Precipitation is highly variable from year to year, and decade to decade. Statewide annual precipitation has ranged from a high of 26.57 inches in 1941 to a low of 6.58 inches in 1956. The wettest multi-year periods were in the early 1940s and mid-1980s (Figure 4b) with the wettest 5-year period being 1984–1988. The driest multi-year periods were in the early 1950s and 2010s (Figure 4b) with the driest 5-year period being 1952–1956. Multi-year periods of high and low precipitation have resulted in very large swings in reservoir supplies for agriculture. Levels in the Elephant Butte Reservoir were high from the 1920s to the 1940s before dropping to low levels until the 1980s. High levels remained throughout the 1980s and 1990s until falling again in the first part of the 21st century (Figure 5). This illustrates that there have been extended (decades-long) periods of unusual wet or dry conditions. The latest multi-year drought (the second-worst statewide drought after the early 1950s) has resulted in near record low levels of water in the reservoir.

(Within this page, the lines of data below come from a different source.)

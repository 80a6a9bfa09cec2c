use std::{
    fs,
    path::{Path, PathBuf},
    sync::{LazyLock, RwLock},
    time::Duration,
};

use documented::{Documented, DocumentedFields};
use serde::{Deserialize, Serialize};
use toml_edit::DocumentMut;
use tracing::info;

use crate::{
    annotations::annotate_toml_table,
    error::{ConfigError, Result},
    utils::{expand_path, xdg_config_home, xdg_data_home},
};

/// Pool limit used when none is configured or the configured value is 0.
pub use rpmlens_db::DEFAULT_POOL_LIMIT;
/// Default pool checkout timeout in seconds.
pub const DEFAULT_CONNECTION_TIMEOUT: u64 = rpmlens_db::DEFAULT_CONNECTION_TIMEOUT.as_secs();
/// Default SQLite busy timeout in milliseconds.
pub const DEFAULT_BUSY_TIMEOUT: u64 = rpmlens_db::DEFAULT_BUSY_TIMEOUT.as_millis() as u64;

/// Application's configuration
#[derive(Clone, Debug, Default, Deserialize, Serialize, Documented, DocumentedFields)]
pub struct Config {
    /// Content store connection settings.
    #[serde(default)]
    pub database: DatabaseConfig,

    /// Logging settings.
    #[serde(default)]
    pub log: LogConfig,
}

/// Content store connection settings.
#[derive(Clone, Debug, Default, Deserialize, Serialize, Documented, DocumentedFields)]
pub struct DatabaseConfig {
    /// Path to the SQLite content store.
    /// Default: $XDG_DATA_HOME/rpmlens/content.db
    pub path: Option<String>,

    /// Maximum number of pooled connections. 0 selects the default.
    /// Default: 20
    pub pool_limit: Option<u32>,

    /// Seconds to wait for a free pooled connection.
    /// Default: 30
    pub connection_timeout: Option<u64>,

    /// Milliseconds SQLite waits on a locked database before failing.
    /// Default: 5000
    pub busy_timeout: Option<u64>,
}

/// Logging settings. Command line flags take precedence.
#[derive(Clone, Debug, Default, Deserialize, Serialize, Documented, DocumentedFields)]
pub struct LogConfig {
    /// Log level: "error", "warn", "info", "debug" or "trace".
    /// Default: "info"
    pub level: Option<String>,

    /// Emit log events as JSON.
    /// Default: false
    pub json: Option<bool>,
}

pub static CONFIG: LazyLock<RwLock<Option<Config>>> = LazyLock::new(|| RwLock::new(None));

pub static CONFIG_PATH: LazyLock<RwLock<PathBuf>> = LazyLock::new(|| {
    RwLock::new(match std::env::var("RPMLENS_CONFIG") {
        Ok(path_str) => PathBuf::from(path_str),
        Err(_) => xdg_config_home().join("rpmlens").join("config.toml"),
    })
});

/// Loads the configuration file into the global config.
pub fn init() -> Result<()> {
    let config = Config::new()?;
    let mut global_config = CONFIG.write().unwrap();
    *global_config = Some(config);
    Ok(())
}

/// Points the global config at another file. Takes effect on the next [`init`].
pub fn set_config_path<P: AsRef<Path>>(path: P) {
    let mut config_path = CONFIG_PATH.write().unwrap();
    *config_path = path.as_ref().to_path_buf();
}

/// Returns the global config, falling back to defaults if [`init`] never ran.
pub fn get_config() -> Config {
    {
        let config_guard = CONFIG.read().unwrap();
        if let Some(config) = config_guard.as_ref() {
            return config.clone();
        }
    }

    let mut config_guard = CONFIG.write().unwrap();
    config_guard.get_or_insert_with(Config::default_config).clone()
}

impl Config {
    pub fn default_config() -> Self {
        Self {
            database: DatabaseConfig {
                path: Some(default_db_path()),
                pool_limit: Some(DEFAULT_POOL_LIMIT),
                connection_timeout: Some(DEFAULT_CONNECTION_TIMEOUT),
                busy_timeout: Some(DEFAULT_BUSY_TIMEOUT),
            },
            log: LogConfig {
                level: Some("info".to_string()),
                json: Some(false),
            },
        }
    }

    /// Creates a new configuration by loading it from the configuration file.
    /// If the configuration file is not found, it uses the default configuration.
    pub fn new() -> Result<Self> {
        let config_path = CONFIG_PATH.read().unwrap().to_path_buf();
        Self::load(&config_path)
    }

    /// Loads and resolves the configuration at `path`; a missing file yields defaults.
    pub fn load(path: &Path) -> Result<Self> {
        let mut config = match fs::read_to_string(path) {
            Ok(content) => toml::from_str(&content)?,
            Err(e) if e.kind() == std::io::ErrorKind::NotFound => Self::default_config(),
            Err(err) => return Err(ConfigError::IoError(err)),
        };

        config.resolve()?;

        Ok(config)
    }

    /// Applies environment overrides, fills unset fields with defaults and
    /// validates the result.
    pub fn resolve(&mut self) -> Result<()> {
        if let Ok(path) = std::env::var("RPMLENS_DB") {
            self.database.path = Some(path);
        }

        if let Ok(limit) = std::env::var("RPMLENS_POOL_LIMIT") {
            let parsed = limit.trim().parse::<u32>().map_err(|_| {
                ConfigError::InvalidValue {
                    key: "RPMLENS_POOL_LIMIT".into(),
                    value: limit.clone(),
                }
            })?;
            self.database.pool_limit = Some(parsed);
        }

        let db = &mut self.database;
        if db.path.as_deref().is_some_and(|p| p.trim().is_empty()) {
            return Err(ConfigError::EmptyDatabasePath);
        }
        db.path.get_or_insert_with(default_db_path);

        if matches!(db.pool_limit, None | Some(0)) {
            db.pool_limit = Some(DEFAULT_POOL_LIMIT);
        }
        db.connection_timeout.get_or_insert(DEFAULT_CONNECTION_TIMEOUT);
        db.busy_timeout.get_or_insert(DEFAULT_BUSY_TIMEOUT);

        self.log.level.get_or_insert_with(|| "info".to_string());
        self.log.json.get_or_insert(false);

        Ok(())
    }

    pub fn get_db_path(&self) -> PathBuf {
        let path = self
            .database
            .path
            .clone()
            .unwrap_or_else(default_db_path);
        expand_path(&path)
    }

    pub fn pool_limit(&self) -> u32 {
        match self.database.pool_limit {
            Some(0) | None => DEFAULT_POOL_LIMIT,
            Some(limit) => limit,
        }
    }

    pub fn connection_timeout(&self) -> Duration {
        Duration::from_secs(
            self.database
                .connection_timeout
                .unwrap_or(DEFAULT_CONNECTION_TIMEOUT),
        )
    }

    pub fn busy_timeout(&self) -> Duration {
        Duration::from_millis(self.database.busy_timeout.unwrap_or(DEFAULT_BUSY_TIMEOUT))
    }

    pub fn to_annotated_document(&self) -> Result<DocumentMut> {
        let toml_string = toml::to_string_pretty(self)?;
        let mut doc = toml_string.parse::<DocumentMut>()?;

        annotate_toml_table::<Config>(doc.as_table_mut(), true)?;

        if let Some(table) = doc.get_mut("database").and_then(|i| i.as_table_mut()) {
            annotate_toml_table::<DatabaseConfig>(table, true)?;
        }

        if let Some(table) = doc.get_mut("log").and_then(|i| i.as_table_mut()) {
            annotate_toml_table::<LogConfig>(table, true)?;
        }

        Ok(doc)
    }
}

fn default_db_path() -> String {
    xdg_data_home()
        .join("rpmlens")
        .join("content.db")
        .display()
        .to_string()
}

/// Writes the annotated default configuration to [`CONFIG_PATH`].
///
/// Refuses to overwrite an existing file.
pub fn generate_default_config() -> Result<PathBuf> {
    let config_path = CONFIG_PATH.read().unwrap().to_path_buf();

    if config_path.exists() {
        return Err(ConfigError::ConfigAlreadyExists);
    }

    let annotated_doc = Config::default_config().to_annotated_document()?;

    if let Some(parent) = config_path.parent() {
        fs::create_dir_all(parent)?;
    }

    fs::write(&config_path, annotated_doc.to_string())?;
    info!(
        "Default configuration file generated with documentation at: {}",
        config_path.display()
    );
    Ok(config_path)
}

Unlike many areas of the United States, New Mexico has not experienced an upward trend in the frequency of extreme precipitation events in the Southwest (Figure 4c). The number of extreme precipitation events (more than 1 inch of precipitation in a day) has been variable over the past three decades, fluctuating in a similar fashion to the pronounced variations in total annual precipitation (Figure 4b). Since drought conditions began in the 2000s, the occurrence of these events has been near to below normal.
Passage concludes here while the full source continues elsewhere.